The proposed Thiruvananthapuram-Kannur high-speed railway line will reduce the existing 12-hour travel time between the south and north end of the State to just 120 minutes.
With trains to run at a maximum speed of 300 km per hour and an average of speed of 250 km per hour in the 430-km high-speed rail line, a journey from the State capital to Kollam will take only 20 minutes, to Kochi 45 minutes, and to Kozhikode 90 minutes.
The Delhi Metro Rail Corporation (DMRC), tasked with preparing the Detailed Project Report (DPR) by the government, has pointed out that the traffic projections beyond Kannur are not very encouraging. However, the project can be extended to Mangaluru in the next phase, the DMRC said.
The State has already formed a public limited company — Kerala High Speed Rail Corporation Ltd. (KHSRCL) — on the basis of a pre-feasibility report by the DMRC. The DPR prepared under the guidance of the Principal Adviser, DMRC, E. Sreedharan has been submitted to KHSRCL, sources said.
The HSR, about 4 to 8 km east of the existing railway line, is to cost Rs.1,27,849 crore, excluding State taxes, on completion. The State will have to find Rs.17,272 crore, inclusive of land cost and State taxes, as per the DPR, which says the project will be completed in nine years.
Nine stations starting from Kochuveli have been proposed in the three reaches. Kollam, Chengannur, Kottayam, Kochi, Thrissur, Valancherry, Kozhikode, and Kannur are the other stations.
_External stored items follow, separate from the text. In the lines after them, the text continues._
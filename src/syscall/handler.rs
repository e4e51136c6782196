//! System Call Handler
//!
//! Dispatches device system calls and implements the individual handlers.
//!
//! # Security Considerations
//! - Unknown syscall numbers return ENOSYS
//! - Descriptors are range-checked before the table is touched
//! - Client buffers are only reached through `UserSpace`

use log::{debug, trace, warn};

use super::files::{Fd, FileTable};
use crate::device::{TransferEngine, TransferError};
use crate::uaccess::{UserAddr, UserSpace};

/// System call numbers
pub mod numbers {
    pub const SYS_OPEN: usize = 0;
    pub const SYS_READ: usize = 1;
    pub const SYS_WRITE: usize = 2;
    pub const SYS_CLOSE: usize = 3;
}

/// System call error codes
#[repr(i64)]
#[derive(Debug, Clone, Copy, PartialEq, Eq)]
pub enum SyscallError {
    /// Invalid system call number
    Enosys = -38,
    /// Bad file descriptor
    Ebadf = -9,
    /// Bad address (invalid pointer)
    Efault = -14,
    /// Too many open files
    Emfile = -24,
}

impl From<TransferError> for SyscallError {
    fn from(err: TransferError) -> Self {
        match err {
            TransferError::InvalidClientMemory => Self::Efault,
        }
    }
}

/// Dispatch a system call
///
/// # Arguments
/// * `engine` - Engine bound to the device buffer
/// * `files` - Open descriptors on the device
/// * `user` - Address space of the calling client
/// * `syscall_num` - System call number
/// * `args` - Raw arguments, unused ones ignored
///
/// # Returns
/// Non-negative result on success, negative errno on failure
pub fn dispatch<U: UserSpace + ?Sized>(
    engine: &TransferEngine<'_>,
    files: &FileTable,
    user: &U,
    syscall_num: usize,
    args: [usize; 3],
) -> i64 {
    let result = match syscall_num {
        numbers::SYS_OPEN => sys_open(engine, files),
        numbers::SYS_READ => sys_read(
            engine,
            files,
            user,
            args[0],                 // fd
            UserAddr::new(args[1]),  // buf
            args[2],                 // len
        ),
        numbers::SYS_WRITE => sys_write(
            engine,
            files,
            user,
            args[0],
            UserAddr::new(args[1]),
            args[2],
        ),
        numbers::SYS_CLOSE => sys_close(engine, files, args[0]),
        _ => {
            warn!("[SYSCALL] Unknown syscall: {}", syscall_num);
            Err(SyscallError::Enosys)
        }
    };

    match result {
        Ok(value) => value as i64,
        Err(err) => err as i64,
    }
}

/// Open the device.
///
/// # Returns
/// The new descriptor, or EMFILE when every slot is taken
fn sys_open(engine: &TransferEngine<'_>, files: &FileTable) -> Result<usize, SyscallError> {
    let mut slots = files.lock();
    match slots.insert(engine.open()) {
        Ok(fd) => {
            debug!("[SYSCALL] open() = {}", fd.index());
            Ok(fd.index())
        }
        Err(session) => {
            engine.release(session);
            warn!("[SYSCALL] open: descriptor table full");
            Err(SyscallError::Emfile)
        }
    }
}

/// Read from the device into a client buffer.
///
/// # Returns
/// Bytes read (0 at end of data)
fn sys_read<U: UserSpace + ?Sized>(
    engine: &TransferEngine<'_>,
    files: &FileTable,
    user: &U,
    fd: usize,
    buf: UserAddr,
    len: usize,
) -> Result<usize, SyscallError> {
    let fd = Fd::new(fd).ok_or(SyscallError::Ebadf)?;
    let mut slots = files.lock();
    let session = slots.get_mut(fd).ok_or(SyscallError::Ebadf)?;

    let n = engine.read(user, session, buf, len)?;
    trace!("[SYSCALL] read({}, {}, {}) = {}", fd.index(), buf, len, n);
    Ok(n)
}

/// Write a client buffer to the device.
///
/// # Returns
/// Bytes stored, after clamping to the buffer size
fn sys_write<U: UserSpace + ?Sized>(
    engine: &TransferEngine<'_>,
    files: &FileTable,
    user: &U,
    fd: usize,
    buf: UserAddr,
    len: usize,
) -> Result<usize, SyscallError> {
    let fd = Fd::new(fd).ok_or(SyscallError::Ebadf)?;
    let mut slots = files.lock();
    let session = slots.get_mut(fd).ok_or(SyscallError::Ebadf)?;

    let n = engine.write(user, session, buf, len)?;
    trace!("[SYSCALL] write({}, {}, {}) = {}", fd.index(), buf, len, n);
    Ok(n)
}

/// Close a descriptor.
fn sys_close(
    engine: &TransferEngine<'_>,
    files: &FileTable,
    fd: usize,
) -> Result<usize, SyscallError> {
    let fd = Fd::new(fd).ok_or(SyscallError::Ebadf)?;
    let session = files.lock().remove(fd).ok_or(SyscallError::Ebadf)?;
    engine.release(session);
    debug!("[SYSCALL] close({})", fd.index());
    Ok(0)
}
//! Registration errors.

use core::fmt;

/// Error type for device registration.
///
/// Each variant names the step that failed. By the time one is returned
/// every resource acquired by earlier steps has been released.
#[derive(Debug, Clone, Copy, PartialEq, Eq)]
pub enum RegistrationError {
    /// The host had no device number for us.
    IdentityUnavailable,
    /// The device class could not be created.
    ClassCreationFailed,
    /// The device node could not be created.
    NodeCreationFailed,
}

impl fmt::Display for RegistrationError {
    fn fmt(&self, f: &mut fmt::Formatter<'_>) -> fmt::Result {
        match self {
            Self::IdentityUnavailable => write!(f, "failed to allocate a device number"),
            Self::ClassCreationFailed => write!(f, "failed to create the device class"),
            Self::NodeCreationFailed => write!(f, "failed to create the device node"),
        }
    }
}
Provision has been kept for one more station at Nedumbassery. Of the 430 km, 105 km will be underground, 190 km elevated on viaducts and the remaining 135 km at grade/cut and cover.
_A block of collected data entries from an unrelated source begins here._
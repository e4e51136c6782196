//! In-Memory Device Table
//!
//! A [`HostEnvironment`] that keeps device numbers, classes and nodes in
//! fixed-size slot arrays.
//!
//! # Design
//! - Device numbers are allocated dynamically; major 0 is never handed out
//! - Class and node names are unique within their table
//! - A class or device number with nodes still attached cannot be released,
//!   so teardown has to run node → class → identity

use super::{DeviceClassHandle, DeviceIdentity, DeviceNodeHandle, HostEnvironment, HostError};

/// Longest name the table stores, in bytes.
pub const NAME_MAX: usize = 32;

/// Number of major slots (slot 0 is reserved).
pub const MAX_MAJORS: usize = 32;

/// Number of class slots.
pub const MAX_CLASSES: usize = 8;

/// Number of node slots.
pub const MAX_NODES: usize = 16;

/// First major handed out by dynamic allocation.
const FIRST_DYNAMIC_MAJOR: usize = 1;

/// Inline, fixed-capacity name.
#[derive(Clone, Copy, PartialEq, Eq)]
struct Name {
    bytes: [u8; NAME_MAX],
    len: usize,
}

impl Name {
    fn new(name: &str) -> Result<Self, HostError> {
        if name.is_empty() || name.len() > NAME_MAX {
            return Err(HostError::InvalidName);
        }
        let mut bytes = [0u8; NAME_MAX];
        bytes[..name.len()].copy_from_slice(name.as_bytes());
        Ok(Self {
            bytes,
            len: name.len(),
        })
    }

    fn as_str(&self) -> &str {
        // Built from a &str, so always valid UTF-8
        core::str::from_utf8(&self.bytes[..self.len]).unwrap_or("")
    }
}

#[derive(Clone, Copy)]
struct NodeEntry {
    name: Name,
    class: u32,
    identity: DeviceIdentity,
}

/// Slot-array implementation of the host environment.
pub struct DeviceTable {
    majors: [Option<Name>; MAX_MAJORS],
    classes: [Option<Name>; MAX_CLASSES],
    nodes: [Option<NodeEntry>; MAX_NODES],
}

impl DeviceTable {
    /// Create an empty table.
    pub const fn new() -> Self {
        Self {
            majors: [None; MAX_MAJORS],
            classes: [None; MAX_CLASSES],
            nodes: [None; MAX_NODES],
        }
    }

    /// Resolve a node name to the device it addresses.
    pub fn lookup_node(&self, name: &str) -> Option<DeviceIdentity> {
        self.nodes
            .iter()
            .flatten()
            .find(|node| node.name.as_str() == name)
            .map(|node| node.identity)
    }

    /// Name registered for `major`, if any.
    pub fn device_name(&self, major: u32) -> Option<&str> {
        self.majors
            .get(major as usize)
            .and_then(|slot| slot.as_ref())
            .map(Name::as_str)
    }

    /// Number of live identities, classes and nodes.
    pub fn live_count(&self) -> usize {
        let majors = self.majors.iter().flatten().count();
        let classes = self.classes.iter().flatten().count();
        let nodes = self.nodes.iter().flatten().count();
        majors + classes + nodes
    }

    fn class_in_use(&self, class: u32) -> bool {
        self.nodes.iter().flatten().any(|node| node.class == class)
    }

    fn identity_in_use(&self, identity: DeviceIdentity) -> bool {
        self.nodes.iter().flatten().any(|node| node.identity == identity)
    }
}

/// First empty slot at or after `start_from`.
fn find_free<T>(slots: &[Option<T>], start_from: usize) -> Option<usize> {
    (start_from..slots.len()).find(|&i| slots[i].is_none())
}

impl Default for DeviceTable {
    fn default() -> Self {
        Self::new()
    }
}

impl HostEnvironment for DeviceTable {
    fn alloc_identity(&mut self, name: &str) -> Result<DeviceIdentity, HostError> {
        let name = Name::new(name)?;
        let major = find_free(&self.majors, FIRST_DYNAMIC_MAJOR).ok_or(HostError::Exhausted)?;
        self.majors[major] = Some(name);
        Ok(DeviceIdentity::new(major as u32, 0))
    }

    fn create_class(&mut self, name: &str) -> Result<DeviceClassHandle, HostError> {
        let name = Name::new(name)?;
        if self.classes.iter().flatten().any(|class| *class == name) {
            return Err(HostError::AlreadyExists);
        }
        let slot = find_free(&self.classes, 0).ok_or(HostError::Exhausted)?;
        self.classes[slot] = Some(name);
        Ok(DeviceClassHandle::from_raw(slot as u32))
    }

    fn create_node(
        &mut self,
        class: DeviceClassHandle,
        identity: DeviceIdentity,
        name: &str,
    ) -> Result<DeviceNodeHandle, HostError> {
        let name = Name::new(name)?;
        let class_live = matches!(self.classes.get(class.raw() as usize), Some(Some(_)));
        let identity_live = matches!(self.majors.get(identity.major() as usize), Some(Some(_)));
        if !class_live || !identity_live {
            return Err(HostError::NotFound);
        }
        if self.nodes.iter().flatten().any(|node| node.name == name) {
            return Err(HostError::AlreadyExists);
        }
        let slot = find_free(&self.nodes, 0).ok_or(HostError::Exhausted)?;
        self.nodes[slot] = Some(NodeEntry {
            name,
            class: class.raw(),
            identity,
        });
        Ok(DeviceNodeHandle::from_raw(slot as u32))
    }

    fn destroy_node(
        &mut self,
        class: DeviceClassHandle,
        node: DeviceNodeHandle,
    ) -> Result<(), HostError> {
        let index = node.raw() as usize;
        let owned_by_class = matches!(
            self.nodes.get(index),
            Some(Some(entry)) if entry.class == class.raw()
        );
        if !owned_by_class {
            return Err(HostError::NotFound);
        }
        self.nodes[index] = None;
        Ok(())
    }

    fn destroy_class(&mut self, class: DeviceClassHandle) -> Result<(), HostError> {
        let index = class.raw() as usize;
        if !matches!(self.classes.get(index), Some(Some(_))) {
            return Err(HostError::NotFound);
        }
        if self.class_in_use(class.raw()) {
            return Err(HostError::Busy);
        }
        self.classes[index] = None;
        Ok(())
    }

    fn release_identity(&mut self, identity: DeviceIdentity) -> Result<(), HostError> {
        let index = identity.major() as usize;
        if identity.minor() != 0 || !matches!(self.majors.get(index), Some(Some(_))) {
            return Err(HostError::NotFound);
        }
        if self.identity_in_use(identity) {
            return Err(HostError::Busy);
        }
        self.majors[index] = None;
        Ok(())
    }
}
The line is expected to carry 0.95 lakh passengers a day in 2025-26 and 1.73 lakh in 2040. The estimated daily trips are 5,857 in 2025-26. Saving 10 hours on travel is tantamount to saving of 58,780 man hours each day for the State. If man hour cost is reckoned as Rs.4 per minute, this is equal to Rs.1.41 crore saved daily.
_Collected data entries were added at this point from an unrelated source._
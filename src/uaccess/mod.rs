//! User Memory Access
//!
//! Moves bytes across the privilege boundary. The kernel never keeps a
//! reference into client memory; it copies in or out through [`UserSpace`].
//!
//! # Security Model
//! - Client addresses are a distinct type ([`UserAddr`])
//! - Every range is validated before the first byte moves
//! - A failed copy leaves the kernel-side destination untouched

mod address;
mod validate;

pub use address::UserAddr;
pub use validate::{AccessFault, UserBuffer, UserBufferMut, UserRegion};

/// A client address space the kernel can copy to and from.
///
/// Implementations must either move all requested bytes or fail without
/// writing any of them.
pub trait UserSpace {
    /// Copy `src` into client memory at `dst`.
    fn copy_to_user(&self, dst: UserAddr, src: &[u8]) -> Result<(), AccessFault>;

    /// Fill `dst` from client memory at `src`.
    fn copy_from_user(&self, dst: &mut [u8], src: UserAddr) -> Result<(), AccessFault>;
}

impl<U: UserSpace + ?Sized> UserSpace for &U {
    fn copy_to_user(&self, dst: UserAddr, src: &[u8]) -> Result<(), AccessFault> {
        (**self).copy_to_user(dst, src)
    }

    fn copy_from_user(&self, dst: &mut [u8], src: UserAddr) -> Result<(), AccessFault> {
        (**self).copy_from_user(dst, src)
    }
}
By taking away about 65,000 trips a day from road to the new rail line, it is expected that at least 10 per cent of road accidents can be avoided and more than 15 lives saved every year.
Shifting 0.95 lakh passengers from road to rail will prevent 1,867 tonnes of pollutants from being let into the air every day.
The HSR line is expected to reduce 8,868 vehicles on the roads. As much as 1,155.57 hectares of private land has to be acquired, 3,868 residential/commercial structures relocated, and 36,923 trees felled.
The DMRC has proposed the project as a government initiative, preferably on cost-sharing basis with Railways. Japanese technology and JICA funding on terms similar to the Mumbai-Ahmedabad line has been mooted.